◆ PROBLEM DETAILS
Begin with the first line of the entries below. Copy each line exactly, stopping after the one that contains "pub struct AppState".

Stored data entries

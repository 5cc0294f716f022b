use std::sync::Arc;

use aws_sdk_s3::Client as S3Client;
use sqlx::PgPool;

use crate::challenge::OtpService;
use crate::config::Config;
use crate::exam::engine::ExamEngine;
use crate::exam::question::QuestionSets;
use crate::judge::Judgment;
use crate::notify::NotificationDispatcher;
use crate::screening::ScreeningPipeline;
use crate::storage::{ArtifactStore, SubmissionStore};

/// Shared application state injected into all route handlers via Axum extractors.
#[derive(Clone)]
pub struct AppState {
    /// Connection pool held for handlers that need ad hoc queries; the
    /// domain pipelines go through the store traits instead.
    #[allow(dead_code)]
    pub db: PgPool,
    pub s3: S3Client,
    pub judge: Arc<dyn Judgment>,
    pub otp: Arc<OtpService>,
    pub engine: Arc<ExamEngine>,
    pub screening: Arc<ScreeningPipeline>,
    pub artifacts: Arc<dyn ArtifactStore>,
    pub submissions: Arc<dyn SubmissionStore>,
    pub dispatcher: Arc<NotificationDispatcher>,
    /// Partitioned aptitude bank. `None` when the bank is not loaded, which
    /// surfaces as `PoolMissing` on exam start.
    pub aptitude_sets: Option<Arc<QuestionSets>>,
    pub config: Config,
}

◆ YOUR SOLUTION
repository 5cc0294f716f022b
use std::sync::Arc;

use aws_sdk_s3::Client as S3Client;
use sqlx::PgPool;

use crate::challenge::OtpService;
use crate::config::Config;
use crate::exam::engine::ExamEngine;
use crate::exam::question::QuestionSets;
use crate::judge::Judgment;
use crate::notify::NotificationDispatcher;
use crate::screening::ScreeningPipeline;
use crate::storage::{ArtifactStore, SubmissionStore};

/// Shared application state injected into all route handlers via Axum extractors.
#[derive(Clone)]
pub struct AppState {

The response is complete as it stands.